**What you will do**. Starting at the top of the listing below, copy each line exactly, stopping after the line that contains "plain row structs".

**Information provided**.
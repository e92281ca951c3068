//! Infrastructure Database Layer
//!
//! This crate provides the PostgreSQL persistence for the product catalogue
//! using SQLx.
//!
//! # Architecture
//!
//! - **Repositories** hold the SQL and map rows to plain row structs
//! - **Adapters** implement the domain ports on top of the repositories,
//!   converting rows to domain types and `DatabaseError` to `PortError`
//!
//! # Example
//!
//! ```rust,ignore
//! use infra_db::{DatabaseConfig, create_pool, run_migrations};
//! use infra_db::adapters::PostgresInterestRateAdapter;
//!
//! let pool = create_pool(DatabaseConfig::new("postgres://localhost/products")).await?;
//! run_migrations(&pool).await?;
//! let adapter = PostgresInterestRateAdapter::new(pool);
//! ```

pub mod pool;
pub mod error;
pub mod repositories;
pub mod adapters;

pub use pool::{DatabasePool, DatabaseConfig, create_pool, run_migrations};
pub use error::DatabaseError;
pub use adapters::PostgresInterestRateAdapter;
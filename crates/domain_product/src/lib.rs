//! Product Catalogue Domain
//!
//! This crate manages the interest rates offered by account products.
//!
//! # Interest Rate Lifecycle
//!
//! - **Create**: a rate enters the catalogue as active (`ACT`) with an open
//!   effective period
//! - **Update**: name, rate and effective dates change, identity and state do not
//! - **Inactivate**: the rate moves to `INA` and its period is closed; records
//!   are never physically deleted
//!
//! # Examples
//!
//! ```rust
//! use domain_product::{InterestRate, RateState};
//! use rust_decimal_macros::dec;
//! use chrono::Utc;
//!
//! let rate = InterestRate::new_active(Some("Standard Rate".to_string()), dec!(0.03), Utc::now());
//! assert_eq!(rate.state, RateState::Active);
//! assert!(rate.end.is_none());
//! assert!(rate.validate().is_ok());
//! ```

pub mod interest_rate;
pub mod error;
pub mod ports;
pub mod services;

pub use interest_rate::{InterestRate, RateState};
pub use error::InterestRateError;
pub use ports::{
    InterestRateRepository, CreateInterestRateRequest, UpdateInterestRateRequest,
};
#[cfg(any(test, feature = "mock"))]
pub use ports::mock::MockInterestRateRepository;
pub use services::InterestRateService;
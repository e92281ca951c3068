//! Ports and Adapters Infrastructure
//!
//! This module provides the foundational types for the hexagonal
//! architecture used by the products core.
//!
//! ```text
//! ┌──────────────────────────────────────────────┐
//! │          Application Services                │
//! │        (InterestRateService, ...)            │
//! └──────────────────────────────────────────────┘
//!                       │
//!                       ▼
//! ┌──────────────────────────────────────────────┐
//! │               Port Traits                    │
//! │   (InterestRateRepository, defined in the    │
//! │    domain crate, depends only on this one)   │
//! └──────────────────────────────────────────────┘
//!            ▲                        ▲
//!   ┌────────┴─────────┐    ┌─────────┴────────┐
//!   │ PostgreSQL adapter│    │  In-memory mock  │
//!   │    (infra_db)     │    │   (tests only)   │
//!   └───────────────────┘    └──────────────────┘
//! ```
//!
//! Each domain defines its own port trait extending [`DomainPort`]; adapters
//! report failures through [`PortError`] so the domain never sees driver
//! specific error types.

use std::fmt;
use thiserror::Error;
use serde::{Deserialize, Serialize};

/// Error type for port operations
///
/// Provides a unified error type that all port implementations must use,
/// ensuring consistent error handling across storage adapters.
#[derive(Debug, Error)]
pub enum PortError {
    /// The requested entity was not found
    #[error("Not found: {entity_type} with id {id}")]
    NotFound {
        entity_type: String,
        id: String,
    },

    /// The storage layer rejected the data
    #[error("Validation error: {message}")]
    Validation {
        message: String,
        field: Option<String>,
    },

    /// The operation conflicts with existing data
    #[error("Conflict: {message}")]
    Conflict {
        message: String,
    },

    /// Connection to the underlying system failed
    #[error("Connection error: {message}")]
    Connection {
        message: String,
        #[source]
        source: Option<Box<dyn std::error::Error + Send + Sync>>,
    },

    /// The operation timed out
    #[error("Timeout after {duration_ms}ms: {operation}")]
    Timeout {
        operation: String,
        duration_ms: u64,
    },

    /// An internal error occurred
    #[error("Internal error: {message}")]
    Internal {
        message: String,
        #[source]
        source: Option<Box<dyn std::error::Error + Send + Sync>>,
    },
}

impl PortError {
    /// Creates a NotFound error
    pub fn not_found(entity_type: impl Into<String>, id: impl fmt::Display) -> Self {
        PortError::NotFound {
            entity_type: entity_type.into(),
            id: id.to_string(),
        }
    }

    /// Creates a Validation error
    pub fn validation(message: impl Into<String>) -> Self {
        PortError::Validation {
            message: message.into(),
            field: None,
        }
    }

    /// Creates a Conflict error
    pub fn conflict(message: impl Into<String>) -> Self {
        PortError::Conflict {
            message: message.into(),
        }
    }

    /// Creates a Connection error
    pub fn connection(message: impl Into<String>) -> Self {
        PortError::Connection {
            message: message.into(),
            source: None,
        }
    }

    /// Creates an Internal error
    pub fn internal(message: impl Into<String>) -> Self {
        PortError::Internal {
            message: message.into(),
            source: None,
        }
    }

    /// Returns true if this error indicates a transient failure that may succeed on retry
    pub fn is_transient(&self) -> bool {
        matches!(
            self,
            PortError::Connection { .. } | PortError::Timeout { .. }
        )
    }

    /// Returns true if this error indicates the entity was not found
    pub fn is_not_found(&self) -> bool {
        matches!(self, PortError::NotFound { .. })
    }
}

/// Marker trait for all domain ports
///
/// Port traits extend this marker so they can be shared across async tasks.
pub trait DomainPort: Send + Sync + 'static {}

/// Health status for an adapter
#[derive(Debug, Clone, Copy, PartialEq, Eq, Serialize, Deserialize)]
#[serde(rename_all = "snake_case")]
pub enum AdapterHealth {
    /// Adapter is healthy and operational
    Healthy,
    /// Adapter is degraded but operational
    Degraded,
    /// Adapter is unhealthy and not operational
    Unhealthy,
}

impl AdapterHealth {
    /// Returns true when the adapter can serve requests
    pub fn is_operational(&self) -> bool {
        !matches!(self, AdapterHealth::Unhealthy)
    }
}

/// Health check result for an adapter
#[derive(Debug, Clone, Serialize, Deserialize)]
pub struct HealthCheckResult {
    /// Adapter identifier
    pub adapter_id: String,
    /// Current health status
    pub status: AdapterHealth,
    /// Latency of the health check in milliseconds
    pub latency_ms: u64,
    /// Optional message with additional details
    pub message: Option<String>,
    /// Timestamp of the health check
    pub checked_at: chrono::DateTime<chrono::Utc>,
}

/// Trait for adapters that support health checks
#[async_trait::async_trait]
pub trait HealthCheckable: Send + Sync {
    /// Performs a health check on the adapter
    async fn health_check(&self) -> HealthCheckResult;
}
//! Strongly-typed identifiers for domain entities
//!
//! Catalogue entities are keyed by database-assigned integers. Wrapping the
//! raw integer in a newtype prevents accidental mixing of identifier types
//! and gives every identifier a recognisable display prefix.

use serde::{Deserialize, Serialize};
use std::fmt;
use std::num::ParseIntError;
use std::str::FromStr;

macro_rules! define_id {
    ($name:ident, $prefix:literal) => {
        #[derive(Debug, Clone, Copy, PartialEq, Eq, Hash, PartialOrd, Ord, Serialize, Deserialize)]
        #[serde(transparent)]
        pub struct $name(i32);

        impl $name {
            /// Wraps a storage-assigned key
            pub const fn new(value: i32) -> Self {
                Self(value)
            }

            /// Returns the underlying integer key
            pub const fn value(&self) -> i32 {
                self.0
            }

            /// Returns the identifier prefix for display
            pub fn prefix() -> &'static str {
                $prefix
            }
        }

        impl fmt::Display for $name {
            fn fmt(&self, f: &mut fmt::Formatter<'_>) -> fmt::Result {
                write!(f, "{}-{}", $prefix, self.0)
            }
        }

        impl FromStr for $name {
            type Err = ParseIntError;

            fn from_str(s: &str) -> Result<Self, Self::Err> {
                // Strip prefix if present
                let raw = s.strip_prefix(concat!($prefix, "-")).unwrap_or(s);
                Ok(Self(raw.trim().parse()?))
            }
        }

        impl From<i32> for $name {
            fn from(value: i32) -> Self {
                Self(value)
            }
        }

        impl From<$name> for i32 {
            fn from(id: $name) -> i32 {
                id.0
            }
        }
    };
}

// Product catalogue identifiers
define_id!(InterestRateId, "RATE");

**Completed task**.
repository e92281ca951c3068
//! Infrastructure Database Layer
//!
//! This crate provides the PostgreSQL persistence for the product catalogue
//! using SQLx.
//!
//! # Architecture
//!
//! - **Repositories** hold the SQL and map rows to plain row structs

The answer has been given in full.